Follow WAN-IFRA press freedom campaigns atwww.wan-press.org/pfreedom/home.php.
WAN-IFRA, based in Paris, France, and Darmstadt, Germany, with subsidiaries in Singapore, India, Spain, France and Sweden, is the global organisation of the world’s newspapers and news publishers. It represents more than 18,000 publications, 15,000 online sites and over 3,000 companies in more than 120 countries. The organisation was created by the merger of the World Association of Newspapers and IFRA, the research and service organisation for the news publishing industry.
Inquiries to: Larry Kilman, Director of Communications and Public Affairs, WAN-IFRA, 7 rue Geoffroy St Hilaire, 75005 Paris France. Tel: +33 1 47 42 85 00. Fax: +33 1 47 42 49 48. Mobile: +33 6 10 28 97 36. E-mail: email@example.com.
The main opponent of Alexander Lukashenko can be withdrawn from the election
Belarusian authorities closed yesterday the organization of “Moving Forward”, led by the presidential candidate Vladimir Nyaklyaeu. This gives grounds for the authorities to withdraw from the election of Mr. Neklyaeva, whom many consider the leading opponent of President Aleksandr Lukashenko. Simultaneously, the CEC denied opposition candidates have the right to speak on television live. The opposition believes that by doing so, Mr. Lukashenko has violated this EU pledge to hold fair elections.
Persecution of research and education organization, “Moving Forward” began last summer, after she started the campaign “Speak the truth,” and its leader, the famous poet Vladimir Nyaklyaeu announced his intention to run for presidency in Belarus. Minsk City Economic Court filed a lawsuit demanding the elimination of “forward movement”. According to city officials, the organization had no right to use as office space leased by it, because it is listed as commercial.
As a result, the Minsk Economic Court invalidated the lease agreement, concluded, “Moving Forward”. And since, according to the Belarusian legislation, no organization can exist without a legal address, the court upheld another claim of the Minsk City Executive Committee – the deprivation of “Moving Forward” state registration. Opposition members wanted to present to the court documents that the rental unit is specifically designed for office purposes, but all the documentation, “Moving Forward” was sealed in the office, and police are not allowed to take documents. Subsequent protests by the opposition, too, may have failed – yesterday Appeals Board of the Minsk Economic Court reaffirmed its decision.
This was a serious blow to the presidential candidate Vladimir Neklyaevu, who is considered the most serious rival of Mr Lukashenko in the upcoming December 19 elections.
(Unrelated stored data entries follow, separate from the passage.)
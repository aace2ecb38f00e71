use std::sync::Arc;

use fieldkit_core::{AppError, AppResult, TenantId};
use fieldkit_domain::{
    FieldDefinition, FieldDefinitionInput, FieldKind, FieldOption, FormDefinition, RenderedWidget,
    purpose_token_from_name,
};
use serde_json::{Map, Value};

use crate::definition_ports::{
    DefinitionRepository, SaveFieldInput, SaveFormInput, UpdateFieldInput, UpdateFormInput,
};
use crate::registry::InputTypeRegistry;
use crate::render;

/// Application service for managing and rendering form definitions.
#[derive(Clone)]
pub struct FieldKitService {
    repository: Arc<dyn DefinitionRepository>,
    registry: Arc<InputTypeRegistry>,
    allowed_purpose_tokens: Arc<[String]>,
}

impl FieldKitService {
    /// Creates a new service from a repository implementation.
    ///
    /// An empty `allowed_purpose_tokens` list leaves purpose tokens
    /// unrestricted; otherwise forms only save under listed tokens.
    #[must_use]
    pub fn new(
        repository: Arc<dyn DefinitionRepository>,
        registry: InputTypeRegistry,
        allowed_purpose_tokens: Vec<String>,
    ) -> Self {
        Self {
            repository,
            registry: Arc::new(registry),
            allowed_purpose_tokens: allowed_purpose_tokens.into(),
        }
    }

    /// Creates a new form bound to a purpose token.
    ///
    /// A blank or omitted token derives from the display name.
    pub async fn create_form(
        &self,
        tenant_id: TenantId,
        input: SaveFormInput,
    ) -> AppResult<FormDefinition> {
        let purpose_token = match input
            .purpose_token
            .as_deref()
            .map(str::trim)
            .filter(|token| !token.is_empty())
        {
            Some(token) => token.to_owned(),
            None => {
                let derived = purpose_token_from_name(&input.name);
                if derived.is_empty() {
                    return Err(AppError::Validation(format!(
                        "cannot derive a purpose token from name '{}'",
                        input.name
                    )));
                }
                derived
            }
        };

        self.require_purpose_allowed(&purpose_token)?;

        let form = FormDefinition::new(
            purpose_token,
            input.name,
            input.description,
            input.is_active,
            input.priority,
        )?;
        self.repository.save_form(tenant_id, form.clone()).await?;

        Ok(form)
    }

    /// Returns every known form definition.
    pub async fn list_forms(&self, tenant_id: TenantId) -> AppResult<Vec<FormDefinition>> {
        self.repository.list_forms(tenant_id).await
    }

    /// Looks up a form definition by purpose token.
    pub async fn find_form(
        &self,
        tenant_id: TenantId,
        purpose_token: &str,
    ) -> AppResult<FormDefinition> {
        self.repository
            .find_form(tenant_id, purpose_token)
            .await?
            .ok_or_else(|| AppError::NotFound(format!("form '{purpose_token}' was not found")))
    }

    /// Updates a form's display and selection attributes.
    pub async fn update_form(
        &self,
        tenant_id: TenantId,
        purpose_token: &str,
        input: UpdateFormInput,
    ) -> AppResult<FormDefinition> {
        let existing = self.find_form(tenant_id, purpose_token).await?;

        let form = FormDefinition::new(
            existing.purpose_token().as_str(),
            input.name,
            input.description,
            input.is_active,
            input.priority,
        )?;
        self.repository.update_form(tenant_id, form.clone()).await?;

        Ok(form)
    }

    /// Deletes a form definition together with its fields.
    pub async fn delete_form(&self, tenant_id: TenantId, purpose_token: &str) -> AppResult<()> {
        self.repository.delete_form(tenant_id, purpose_token).await
    }

    /// Adds a field definition to an existing form.
    ///
    /// The control's kind must be registered. An omitted sort order appends
    /// the field after the current last sibling, and quick options expand
    /// into choices when no explicit options arrive.
    pub async fn save_field(
        &self,
        tenant_id: TenantId,
        purpose_token: &str,
        input: SaveFieldInput,
    ) -> AppResult<FieldDefinition> {
        self.find_form(tenant_id, purpose_token).await?;

        let kind = input.control.kind();
        let Some(entry) = self.registry.entry(kind) else {
            return Err(AppError::Validation(format!(
                "unsupported input type '{}'",
                kind.as_str()
            )));
        };

        let options = if input.options.is_empty() && entry.supports_options() {
            expand_quick_options(input.quick_options.as_deref())?
        } else {
            input.options
        };

        let sort_order = match input.sort_order {
            Some(sort_order) => sort_order,
            None => self.next_sort_order(tenant_id, purpose_token).await?,
        };

        let field = FieldDefinition::new(
            input.field_key.trim(),
            input.label,
            input.control,
            FieldDefinitionInput {
                description: input.description,
                placeholder: input.placeholder,
                is_required: input.is_required,
                is_active: input.is_active,
                sort_order,
                validation_rules: input.validation_rules,
                options,
                external_mappings: input.external_mappings,
                conditions: input.conditions,
            },
        )?;

        self.repository
            .save_field(tenant_id, purpose_token, field.clone())
            .await?;

        Ok(field)
    }

    /// Lists a form's field definitions ascending by sort order.
    pub async fn list_fields(
        &self,
        tenant_id: TenantId,
        purpose_token: &str,
    ) -> AppResult<Vec<FieldDefinition>> {
        self.find_form(tenant_id, purpose_token).await?;
        self.repository.list_fields(tenant_id, purpose_token).await
    }

    /// Looks up a field definition by key.
    pub async fn find_field(
        &self,
        tenant_id: TenantId,
        purpose_token: &str,
        field_key: &str,
    ) -> AppResult<FieldDefinition> {
        self.find_form(tenant_id, purpose_token).await?;
        self.repository
            .find_field(tenant_id, purpose_token, field_key)
            .await?
            .ok_or_else(|| {
                AppError::NotFound(format!(
                    "field '{field_key}' was not found on form '{purpose_token}'"
                ))
            })
    }

    /// Replaces a field definition, keeping its key.
    pub async fn update_field(
        &self,
        tenant_id: TenantId,
        purpose_token: &str,
        field_key: &str,
        input: UpdateFieldInput,
    ) -> AppResult<FieldDefinition> {
        let existing = self.find_field(tenant_id, purpose_token, field_key).await?;

        let kind = input.control.kind();
        if !self.registry.supports(kind) {
            return Err(AppError::Validation(format!(
                "unsupported input type '{}'",
                kind.as_str()
            )));
        }

        let field = FieldDefinition::new(
            existing.field_key().as_str(),
            input.label,
            input.control,
            FieldDefinitionInput {
                description: input.description,
                placeholder: input.placeholder,
                is_required: input.is_required,
                is_active: input.is_active,
                sort_order: input.sort_order.unwrap_or(existing.sort_order()),
                validation_rules: input.validation_rules,
                options: input.options,
                external_mappings: input.external_mappings,
                conditions: input.conditions,
            },
        )?;

        self.repository
            .update_field(tenant_id, purpose_token, field.clone())
            .await?;

        Ok(field)
    }

    /// Deletes a field definition.
    pub async fn delete_field(
        &self,
        tenant_id: TenantId,
        purpose_token: &str,
        field_key: &str,
    ) -> AppResult<()> {
        self.find_form(tenant_id, purpose_token).await?;
        self.repository
            .delete_field(tenant_id, purpose_token, field_key)
            .await
    }

    /// Renders a form's active fields against live values.
    ///
    /// The form must exist and be active; inactive forms never render.
    pub async fn render_form(
        &self,
        tenant_id: TenantId,
        purpose_token: &str,
        values: &Map<String, Value>,
    ) -> AppResult<Vec<RenderedWidget>> {
        let form = self.find_form(tenant_id, purpose_token).await?;
        if !form.is_active() {
            return Err(AppError::Validation(format!(
                "form '{purpose_token}' is not active"
            )));
        }

        let fields = self.repository.list_fields(tenant_id, purpose_token).await?;
        Ok(render::render_form(&fields, values))
    }

    /// Returns `(kind, label)` choices for admin field-type dropdowns.
    #[must_use]
    pub fn field_type_options(&self) -> Vec<(FieldKind, String)> {
        self.registry.admin_options()
    }

    fn require_purpose_allowed(&self, purpose_token: &str) -> AppResult<()> {
        if self.allowed_purpose_tokens.is_empty()
            || self
                .allowed_purpose_tokens
                .iter()
                .any(|allowed| allowed == purpose_token)
        {
            return Ok(());
        }

        Err(AppError::Validation(format!(
            "purpose token '{purpose_token}' is not on the configured allow-list"
        )))
    }

    async fn next_sort_order(&self, tenant_id: TenantId, purpose_token: &str) -> AppResult<i32> {
        let fields = self.repository.list_fields(tenant_id, purpose_token).await?;
        Ok(fields
            .iter()
            .map(FieldDefinition::sort_order)
            .max()
            .unwrap_or(0)
            + 1)
    }
}

fn expand_quick_options(quick_options: Option<&str>) -> AppResult<Vec<FieldOption>> {
    let Some(text) = quick_options else {
        return Ok(Vec::new());
    };

    let mut options = Vec::new();
    let mut sort_order = 0_i32;
    for line in text.lines().map(str::trim).filter(|line| !line.is_empty()) {
        let value = purpose_token_from_name(line);
        if value.is_empty() {
            return Err(AppError::Validation(format!(
                "cannot derive an option value from line '{line}'"
            )));
        }
        sort_order += 1;
        options.push(FieldOption::new(value, line, None, None, None, sort_order)?);
    }

    Ok(options)
}

#[cfg(test)]
mod tests;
According to Belarusian legislation, acting on behalf of an unregistered organization is a criminal offense. Understands this and mister Nyaklyaeu. ”When I handed the documents to the CEC for registration as a presidential candidate, pointed out that I am the director of” moving forward. “And now it turns out that the organization is not, and by law I may withdraw from the election.”
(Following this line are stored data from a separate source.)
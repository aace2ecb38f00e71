//! Shared primitives for all FieldKit crates.
//!
//! Everything here is deliberately small: the error taxonomy the whole
//! workspace speaks, the tenant partition key, and a handful of validated
//! value objects that the domain layer builds on.

#![forbid(unsafe_code)]

use std::fmt::{Display, Formatter};
use std::str::FromStr;

use serde::{Deserialize, Serialize};
use thiserror::Error;
use uuid::Uuid;

/// Result type used across FieldKit crates.
pub type AppResult<T> = Result<T, AppError>;

/// Common application error categories.
///
/// Handlers map these onto HTTP statuses; everything below the API layer
/// only ever reasons in these four buckets.
#[derive(Debug, Error)]
pub enum AppError {
    /// Invalid input or violated invariant.
    #[error("validation error: {0}")]
    Validation(String),

    /// Requested resource does not exist.
    #[error("not found: {0}")]
    NotFound(String),

    /// Write operation conflicts with existing state.
    #[error("conflict: {0}")]
    Conflict(String),

    /// Internal unexpected error.
    #[error("internal error: {0}")]
    Internal(String),
}

/// A validated non-empty UTF-8 string.
///
/// Construction trims nothing; it only rejects values that are empty or
/// all whitespace. Callers that care about surrounding whitespace trim
/// before constructing.
#[derive(Debug, Clone, PartialEq, Eq, Hash, PartialOrd, Ord, Serialize, Deserialize)]
pub struct NonEmptyString(String);

impl NonEmptyString {
    /// Creates a validated non-empty string.
    pub fn new(value: impl Into<String>) -> AppResult<Self> {
        let value = value.into();
        if value.trim().is_empty() {
            return Err(AppError::Validation(
                "value must not be empty or whitespace".to_owned(),
            ));
        }

        Ok(Self(value))
    }

    /// Returns the underlying string slice.
    #[must_use]
    pub fn as_str(&self) -> &str {
        self.0.as_str()
    }
}

impl From<NonEmptyString> for String {
    fn from(value: NonEmptyString) -> Self {
        value.0
    }
}

impl Display for NonEmptyString {
    fn fmt(&self, formatter: &mut Formatter<'_>) -> std::fmt::Result {
        write!(formatter, "{}", self.0)
    }
}

/// Tenant identifier used as the partition key for every stored definition.
#[derive(Debug, Clone, Copy, PartialEq, Eq, Hash, Serialize, Deserialize)]
pub struct TenantId(Uuid);

impl TenantId {
    /// Creates a random tenant identifier.
    #[must_use]
    pub fn new() -> Self {
        Self(Uuid::new_v4())
    }

    /// Creates a tenant identifier from an existing UUID value.
    #[must_use]
    pub fn from_uuid(value: Uuid) -> Self {
        Self(value)
    }

    /// Returns the underlying UUID value.
    #[must_use]
    pub fn as_uuid(&self) -> Uuid {
        self.0
    }
}

impl Default for TenantId {
    fn default() -> Self {
        Self::new()
    }
}

impl Display for TenantId {
    fn fmt(&self, formatter: &mut Formatter<'_>) -> std::fmt::Result {
        write!(formatter, "{}", self.0)
    }
}

impl FromStr for TenantId {
    type Err = AppError;

    fn from_str(value: &str) -> Result<Self, Self::Err> {
        Uuid::parse_str(value.trim())
            .map(Self)
            .map_err(|_| AppError::Validation(format!("'{value}' is not a valid tenant id")))
    }
}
Another blow to the opposition struck Belarusian Central Election Commission. According to its decision, the presidential candidates will make pre-election speech on Belarusian television, but in the record. This immediately provoked protests by opposition candidates, who not without reason, feared that their performances will cut out the most important thing. However, the CEC explained his position that “a convenient entry broadcasters.” Then the Belarus Popular Front, said that he would prepare a recording of a candidate and bring the finished discs in the CEC. The CEC rejected, and this initiative, but announced afterwards that “the opposition she wanted to write a speech.”
Vladimir Nyaklyaeu drew attention to Kommersant that “tighten the screws” Belarusian authorities have started after a visit to Minsk, the Foreign Ministers of Germany and Poland – Guido Westerwelle and Radoslaw Sikorski. Meeting them, Alexander Lukashenko assured the EU that the forthcoming presidential elections in the country will be in “full transparency and freedom.”"The behavior resembles the actions of Alexander G. card tricksters or Grifters – told Kommersant Vladimir Nyaklyaeu .- Russia 15 years, burned and concluded, and now at the table with him sat the West, believing in the fact that his dad is not a cheat.”
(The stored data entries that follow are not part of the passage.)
use std::str::FromStr;

use fieldkit_core::{AppError, AppResult, NonEmptyString};
use serde::{Deserialize, Serialize};

/// Supported operators for visibility conditions.
#[derive(Debug, Clone, Copy, PartialEq, Eq, Serialize, Deserialize)]
#[serde(rename_all = "snake_case")]
pub enum ConditionOperator {
    /// Value matches any expected value.
    In,
    /// Value matches no expected value.
    NotIn,
    /// Value equals the first expected value.
    Equals,
    /// Value differs from the first expected value.
    NotEquals,
}

impl ConditionOperator {
    /// Returns stable storage value.
    #[must_use]
    pub fn as_str(&self) -> &'static str {
        match self {
            Self::In => "in",
            Self::NotIn => "not_in",
            Self::Equals => "equals",
            Self::NotEquals => "not_equals",
        }
    }
}

impl FromStr for ConditionOperator {
    type Err = AppError;

    fn from_str(value: &str) -> Result<Self, Self::Err> {
        match value {
            "in" => Ok(Self::In),
            "not_in" => Ok(Self::NotIn),
            "equals" => Ok(Self::Equals),
            "not_equals" => Ok(Self::NotEquals),
            other => Err(AppError::Validation(format!(
                "unknown condition operator '{other}'"
            ))),
        }
    }
}

/// Expected comparison values of one visibility condition.
///
/// Admin tooling stores these either as one comma-separated string or as a
/// list of strings; both wire encodings normalize to the same trimmed list.
/// Blank segments survive the comma split, so `""` holds one blank element
/// rather than none.
#[derive(Debug, Clone, PartialEq, Eq, Serialize)]
pub struct ExpectedValues(Vec<String>);

impl ExpectedValues {
    /// Parses the comma-separated encoding, trimming each segment.
    #[must_use]
    pub fn parse(raw: &str) -> Self {
        Self(
            raw.split(',')
                .map(|segment| segment.trim().to_owned())
                .collect(),
        )
    }

    /// Builds from an already-split list, trimming each element.
    #[must_use]
    pub fn from_list(values: Vec<String>) -> Self {
        Self(
            values
                .into_iter()
                .map(|value| value.trim().to_owned())
                .collect(),
        )
    }

    /// Returns the values in admin-entered order.
    #[must_use]
    pub fn values(&self) -> &[String] {
        &self.0
    }

    /// Returns the first value, which the equality operators compare against.
    #[must_use]
    pub fn first(&self) -> Option<&str> {
        self.0.first().map(String::as_str)
    }

    /// Returns whether the candidate matches any value.
    #[must_use]
    pub fn contains(&self, candidate: &str) -> bool {
        self.0.iter().any(|value| value == candidate)
    }

    /// Returns whether no values are configured.
    #[must_use]
    pub fn is_empty(&self) -> bool {
        self.0.is_empty()
    }
}

#[derive(Deserialize)]
#[serde(untagged)]
enum ExpectedValuesEncoding {
    List(Vec<String>),
    Raw(String),
}

impl<'de> Deserialize<'de> for ExpectedValues {
    fn deserialize<D>(deserializer: D) -> Result<Self, D::Error>
    where
        D: serde::Deserializer<'de>,
    {
        Ok(match ExpectedValuesEncoding::deserialize(deserializer)? {
            ExpectedValuesEncoding::List(values) => Self::from_list(values),
            ExpectedValuesEncoding::Raw(raw) => Self::parse(&raw),
        })
    }
}

/// One condition gating the visibility of a dependent field.
#[derive(Debug, Clone, PartialEq, Eq, Serialize, Deserialize)]
pub struct VisibilityCondition {
    field_key: NonEmptyString,
    operator: ConditionOperator,
    #[serde(rename = "expected_values")]
    expected: ExpectedValues,
}

impl VisibilityCondition {
    /// Creates a validated visibility condition.
    pub fn new(
        field_key: impl Into<String>,
        operator: ConditionOperator,
        expected: ExpectedValues,
    ) -> AppResult<Self> {
        Ok(Self {
            field_key: NonEmptyString::new(field_key)?,
            operator,
            expected,
        })
    }

    /// Returns the key of the field this condition watches.
    #[must_use]
    pub fn field_key(&self) -> &NonEmptyString {
        &self.field_key
    }

    /// Returns the condition operator.
    #[must_use]
    pub fn operator(&self) -> ConditionOperator {
        self.operator
    }

    /// Returns the expected comparison values.
    #[must_use]
    pub fn expected(&self) -> &ExpectedValues {
        &self.expected
    }
}
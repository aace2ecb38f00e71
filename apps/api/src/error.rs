use axum::Json;
use axum::http::StatusCode;
use axum::response::{IntoResponse, Response};
use fieldkit_core::AppError;
use serde::Serialize;
use ts_rs::TS;

/// API error payload.
#[derive(Debug, Serialize, TS)]
#[ts(
    export,
    export_to = "../../../packages/api-types/src/generated/error-response.ts"
)]
pub struct ErrorResponse {
    message: String,
}

/// HTTP API error wrapper around core application errors.
#[derive(Debug)]
pub struct ApiError(pub AppError);

impl From<AppError> for ApiError {
    fn from(value: AppError) -> Self {
        Self(value)
    }
}

impl IntoResponse for ApiError {
    fn into_response(self) -> Response {
        let status = match self.0 {
            AppError::Validation(_) => StatusCode::BAD_REQUEST,
            AppError::NotFound(_) => StatusCode::NOT_FOUND,
            AppError::Conflict(_) => StatusCode::CONFLICT,
            AppError::Internal(_) => StatusCode::INTERNAL_SERVER_ERROR,
        };

        let payload = Json(ErrorResponse {
            message: self.0.to_string(),
        });

        (status, payload).into_response()
    }
}

/// Standard API result type.
pub type ApiResult<T> = Result<T, ApiError>;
In favor of such an assessment says, oddly enough, and the decision of the Belarusian Central Election Commission to register almost all the candidates, attended by 100 thousand signatures in their support. Of the 11 candidates for the Central Election Commission has rejected only one – the entrepreneur Vladimir Proval, although, according to the sources of Kommersant with the opposition, not all candidate lists in order. Interlocutors of Kommersant believe that authorities are disclosed their strategy: leaving the nine opposition candidates, they expect to pulverize the opposition forces and the electorate to allow Mr. Lukashenko’s victory in the first round. The more so because, as stated recently deputy chairman of the United Civil Party, Yaroslav Romanchuk, the project “a single opposition candidate can be buried.”
Movsun Hajiyev, Minsk, Gennady Sysoev
Russia is ready to cooperate with NATO on the question of missile defense and create a missile defense pool on condition that the security of all nations is taken into consideration, Russian Foreign Minister Sergei Lavrov said on Friday.
“This is a more or less hot topic. NATO has proposed cooperation to Russia on this topic. We have heard clarification about what forms this may proceed in. If we proceed on the basis of equal cooperation, starting with a joint analysis, joint assessment of risks, which exist in the sphere of missile proliferation, then such cooperation is completely feasible,” Lavrov said.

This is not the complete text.